---------- Provided material ----------

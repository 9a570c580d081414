use std::io::Write;
use std::path::Path;

use log::info;
use rust_xlsxwriter::{Color, Format, Workbook, Worksheet, XlsxError};

use super::{AssayReport, ReportError};

const SHEET_NAME: &str = "Sheet1";
const NOT_AVAILABLE: &str = "n/a";

/// Column headers of the sample results table
pub fn unknown_headers(recovery: bool, duplicates: bool) -> Vec<&'static str> {
    let mut headers = vec![
        "Sample name",
        "MGA Peak Area",
        "MEG Peak Area",
        "Peak Ratio",
        "Weight (g)",
        "Dilution",
        "Assay (ppb)",
    ];
    if recovery {
        headers.push("Recovery");
    }
    if duplicates {
        headers.push("Average Assay for Duplicates (ppb)");
        if recovery {
            headers.push("Average Recovery for Duplicates");
        }
    }
    headers
}

/// Write a number, or "n/a" when the value is undefined
fn write_optional(
    sheet: &mut Worksheet,
    row: u32,
    col: u16,
    value: Option<f64>,
    format: Option<&Format>,
) -> Result<(), XlsxError> {
    match (value, format) {
        (Some(v), Some(f)) => sheet.write_number_with_format(row, col, v, f)?,
        (Some(v), None) => sheet.write_number(row, col, v)?,
        (None, _) => sheet.write_string(row, col, NOT_AVAILABLE)?,
    };
    Ok(())
}

/// Lay out the report on a single worksheet
pub fn build_workbook(report: &AssayReport) -> Result<Workbook, ReportError> {
    let percentage = Format::new().set_num_format("0.00%");
    let bold = Format::new().set_bold();
    let passed = Format::new()
        .set_font_color(Color::Green)
        .set_border_color(Color::Green);
    let failed = Format::new()
        .set_font_color(Color::Red)
        .set_border_color(Color::Red);

    let recovery = report.parameters.recovery_enabled();
    let duplicates = report.duplicates.as_ref();

    let mut workbook = Workbook::new();
    let sheet = workbook.add_worksheet();
    sheet.set_name(SHEET_NAME)?;

    let mut row: u32 = 1;
    sheet.write_string(
        row,
        0,
        format!(
            "Report auto-generated by MGA Feed Assay Processor, Version {}",
            crate::VERSION
        ),
    )?;
    row += 1;
    sheet.write_string(row, 0, report.generated_at.format("%a %b %e %H:%M:%S %Y").to_string())?;
    row += 1;
    sheet.write_string(row, 0, format!("Source: {}", report.source))?;
    row += 1;

    for (col, header) in ["Standard No.", "MGA Peak Area", "MEG Peak Area", "Peak Ratio"]
        .iter()
        .enumerate()
    {
        sheet.write_string_with_format(row, col as u16, *header, &bold)?;
    }
    row += 1;

    for (number, standard) in report.standards().enumerate() {
        sheet.write_number(row, 0, (number + 1) as f64)?;
        sheet.write_number(row, 1, standard.primary_area)?;
        sheet.write_number(row, 2, standard.internal_area)?;
        write_optional(sheet, row, 3, standard.peak_ratio, None)?;
        row += 1;
    }

    let calibration = &report.calibration;
    sheet.write_string(row, 0, "Peak Ratio Mean")?;
    sheet.write_number(row, 1, calibration.mean)?;
    row += 1;
    sheet.write_string(row, 0, "Peak Ratio Stdev")?;
    sheet.write_number(row, 1, calibration.stdev)?;
    row += 1;
    sheet.write_string(row, 0, "Peak Ratio RSD")?;
    sheet.write_number_with_format(row, 1, calibration.rsd, &percentage)?;
    let limit = report.rsd_limit_label();
    if report.calibration_passed() {
        sheet.write_string_with_format(row, 2, format!("RSD <={limit}% Passed!"), &passed)?;
    } else {
        sheet.write_string_with_format(row, 2, format!("RSD >{limit}% Failed!"), &failed)?;
    }
    row += 1;

    sheet.write_string(row, 0, "Std conc. (ppb)")?;
    sheet.write_number(row, 1, report.parameters.standard_concentration)?;
    row += 1;
    if let Some(recovery) = report.parameters.recovery {
        sheet.write_string(row, 0, "Expected potency (ppb)")?;
        sheet.write_number(row, 1, recovery.expected_potency)?;
        row += 1;
    }

    sheet.write_string_with_format(row, 0, "Sample results", &bold)?;
    row += 1;
    for (col, header) in unknown_headers(recovery, duplicates.is_some())
        .iter()
        .enumerate()
    {
        sheet.write_string_with_format(row, col as u16, *header, &bold)?;
    }
    row += 1;

    for sample in report.unknowns() {
        sheet.write_string(row, 0, sample.name.as_str())?;
        sheet.write_number(row, 1, sample.primary_area)?;
        sheet.write_number(row, 2, sample.internal_area)?;
        write_optional(sheet, row, 3, sample.peak_ratio, None)?;
        sheet.write_number(row, 4, sample.weight)?;
        sheet.write_number(row, 5, sample.dilution)?;
        write_optional(sheet, row, 6, sample.assay, None)?;

        let mut col: u16 = 7;
        if recovery {
            write_optional(sheet, row, col, sample.recovery, Some(&percentage))?;
            col += 1;
        }
        if let Some(group) = duplicates.and_then(|d| d.group_ending_at(&sample.name)) {
            write_optional(sheet, row, col, group.assay, None)?;
            if recovery {
                write_optional(sheet, row, col + 1, group.recovery, Some(&percentage))?;
            }
        }
        row += 1;
    }

    if !report.failures.is_empty() {
        row += 1;
        sheet.write_string_with_format(row, 0, "Calculation errors", &failed)?;
        row += 1;
        for failure in &report.failures {
            sheet.write_string(row, 0, failure.as_str())?;
            row += 1;
        }
    }

    sheet.set_column_width(0, 35)?;
    for col in 1..=7 {
        sheet.set_column_width(col, 18)?;
    }
    sheet.set_column_width(8, 35)?;
    sheet.set_column_width(9, 35)?;

    Ok(workbook)
}

/// Build the workbook and write it to `path`, replacing any existing file.
///
/// The workbook is staged in a temporary file in the destination directory
/// and moved into place once complete, so a failed write never leaves a
/// truncated report behind.
pub fn write_workbook(report: &AssayReport, path: &Path) -> Result<(), ReportError> {
    let mut workbook = build_workbook(report)?;
    let buffer = workbook.save_to_buffer()?;

    let dir = match path.parent() {
        Some(parent) if !parent.as_os_str().is_empty() => parent,
        _ => Path::new("."),
    };
    let write_error = |source| ReportError::Write {
        path: path.to_path_buf(),
        source,
    };

    let mut staged = tempfile::NamedTempFile::new_in(dir).map_err(write_error)?;
    staged.write_all(&buffer).map_err(write_error)?;
    staged
        .persist(path)
        .map_err(|err| write_error(err.error))?;

    info!("Report written to {}", path.display());
    Ok(())
}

----------

**Problem**
Repeat the listing in its entirety, keeping each line as it is.

**Answer to this exercise**
repository 9a570c580d081414
use std::io::Write;
use std::path::Path;

use log::info;
use rust_xlsxwriter::{Color, Format, Workbook, Worksheet, XlsxError};

use super::{AssayReport, ReportError};

const SHEET_NAME: &str = "Sheet1";
const NOT_AVAILABLE: &str = "n/a";

/// Column headers of the sample results table
pub fn unknown_headers(recovery: bool, duplicates: bool) -> Vec<&'static str> {
    let mut headers = vec![
        "Sample name",
        "MGA Peak Area",
        "MEG Peak Area",
        "Peak Ratio",
        "Weight (g)",
        "Dilution",
        "Assay (ppb)",
    ];
    if recovery {
        headers.push("Recovery");
    }
    if duplicates {
        headers.push("Average Assay for Duplicates (ppb)");
        if recovery {
            headers.push("Average Recovery for Duplicates");
        }
    }
    headers
}

/// Write a number, or "n/a" when the value is undefined
fn write_optional(
    sheet: &mut Worksheet,
    row: u32,
    col: u16,
    value: Option<f64>,
    format: Option<&Format>,
) -> Result<(), XlsxError> {
    match (value, format) {
        (Some(v), Some(f)) => sheet.write_number_with_format(row, col, v, f)?,
        (Some(v), None) => sheet.write_number(row, col, v)?,
        (None, _) => sheet.write_string(row, col, NOT_AVAILABLE)?,
    };
    Ok(())
}

/// Lay out the report on a single worksheet
pub fn build_workbook(report: &AssayReport) -> Result<Workbook, ReportError> {
    let percentage = Format::new().set_num_format("0.00%");
    let bold = Format::new().set_bold();
    let passed = Format::new()
        .set_font_color(Color::Green)
        .set_border_color(Color::Green);
    let failed = Format::new()
        .set_font_color(Color::Red)
        .set_border_color(Color::Red);

    let recovery = report.parameters.recovery_enabled();
    let duplicates = report.duplicates.as_ref();

    let mut workbook = Workbook::new();
    let sheet = workbook.add_worksheet();
    sheet.set_name(SHEET_NAME)?;

    let mut row: u32 = 1;
    sheet.write_string(
        row,
        0,
        format!(
            "Report auto-generated by MGA Feed Assay Processor, Version {}",
            crate::VERSION
        ),
    )?;
    row += 1;
    sheet.write_string(row, 0, report.generated_at.format("%a %b %e %H:%M:%S %Y").to_string())?;
    row += 1;
    sheet.write_string(row, 0, format!("Source: {}", report.source))?;
    row += 1;

    for (col, header) in ["Standard No.", "MGA Peak Area", "MEG Peak Area", "Peak Ratio"]
        .iter()
        .enumerate()
    {
        sheet.write_string_with_format(row, col as u16, *header, &bold)?;
    }
    row += 1;

    for (number, standard) in report.standards().enumerate() {
        sheet.write_number(row, 0, (number + 1) as f64)?;
        sheet.write_number(row, 1, standard.primary_area)?;
        sheet.write_number(row, 2, standard.internal_area)?;
        write_optional(sheet, row, 3, standard.peak_ratio, None)?;
        row += 1;
    }

    let calibration = &report.calibration;
    sheet.write_string(row, 0, "Peak Ratio Mean")?;
    sheet.write_number(row, 1, calibration.mean)?;
    row += 1;
    sheet.write_string(row, 0, "Peak Ratio Stdev")?;
    sheet.write_number(row, 1, calibration.stdev)?;
    row += 1;
    sheet.write_string(row, 0, "Peak Ratio RSD")?;
    sheet.write_number_with_format(row, 1, calibration.rsd, &percentage)?;
    let limit = report.rsd_limit_label();
    if report.calibration_passed() {
        sheet.write_string_with_format(row, 2, format!("RSD <={limit}% Passed!"), &passed)?;
    } else {
        sheet.write_string_with_format(row, 2, format!("RSD >{limit}% Failed!"), &failed)?;
    }
    row += 1;

    sheet.write_string(row, 0, "Std conc. (ppb)")?;
    sheet.write_number(row, 1, report.parameters.standard_concentration)?;
    row += 1;
    if let Some(recovery) = report.parameters.recovery {
        sheet.write_string(row, 0, "Expected potency (ppb)")?;
        sheet.write_number(row, 1, recovery.expected_potency)?;
        row += 1;
    }

    sheet.write_string_with_format(row, 0, "Sample results", &bold)?;
    row += 1;
    for (col, header) in unknown_headers(recovery, duplicates.is_some())
        .iter()
        .enumerate()
    {
        sheet.write_string_with_format(row, col as u16, *header, &bold)?;
    }
    row += 1;

    for sample in report.unknowns() {
        sheet.write_string(row, 0, sample.name.as_str())?;
        sheet.write_number(row, 1, sample.primary_area)?;
        sheet.write_number(row, 2, sample.internal_area)?;
        write_optional(sheet, row, 3, sample.peak_ratio, None)?;
        sheet.write_number(row, 4, sample.weight)?;
        sheet.write_number(row, 5, sample.dilution)?;
        write_optional(sheet, row, 6, sample.assay, None)?;

        let mut col: u16 = 7;
        if recovery {
            write_optional(sheet, row, col, sample.recovery, Some(&percentage))?;
            col += 1;
        }
        if let Some(group) = duplicates.and_then(|d| d.group_ending_at(&sample.name)) {
            write_optional(sheet, row, col, group.assay, None)?;
            if recovery {
                write_optional(sheet, row, col + 1, group.recovery, Some(&percentage))?;
            }
        }
        row += 1;
    }

    if !report.failures.is_empty() {
        row += 1;
        sheet.write_string_with_format(row, 0, "Calculation errors", &failed)?;
        row += 1;
        for failure in &report.failures {
            sheet.write_string(row, 0, failure.as_str())?;
            row += 1;
        }
    }

    sheet.set_column_width(0, 35)?;
    for col in 1..=7 {
        sheet.set_column_width(col, 18)?;
    }
    sheet.set_column_width(8, 35)?;
    sheet.set_column_width(9, 35)?;

    Ok(workbook)
}

/// Build the workbook and write it to `path`, replacing any existing file.
///
/// The workbook is staged in a temporary file in the destination directory
/// and moved into place once complete, so a failed write never leaves a
/// truncated report behind.
pub fn write_workbook(report: &AssayReport, path: &Path) -> Result<(), ReportError> {
    let mut workbook = build_workbook(report)?;
    let buffer = workbook.save_to_buffer()?;

    let dir = match path.parent() {
        Some(parent) if !parent.as_os_str().is_empty() => parent,
        _ => Path::new("."),
    };
    let write_error = |source| ReportError::Write {
        path: path.to_path_buf(),
        source,
    };

    let mut staged = tempfile::NamedTempFile::new_in(dir).map_err(write_error)?;
    staged.write_all(&buffer).map_err(write_error)?;
    staged
        .persist(path)
        .map_err(|err| write_error(err.error))?;

    info!("Report written to {}", path.display());
    Ok(())
}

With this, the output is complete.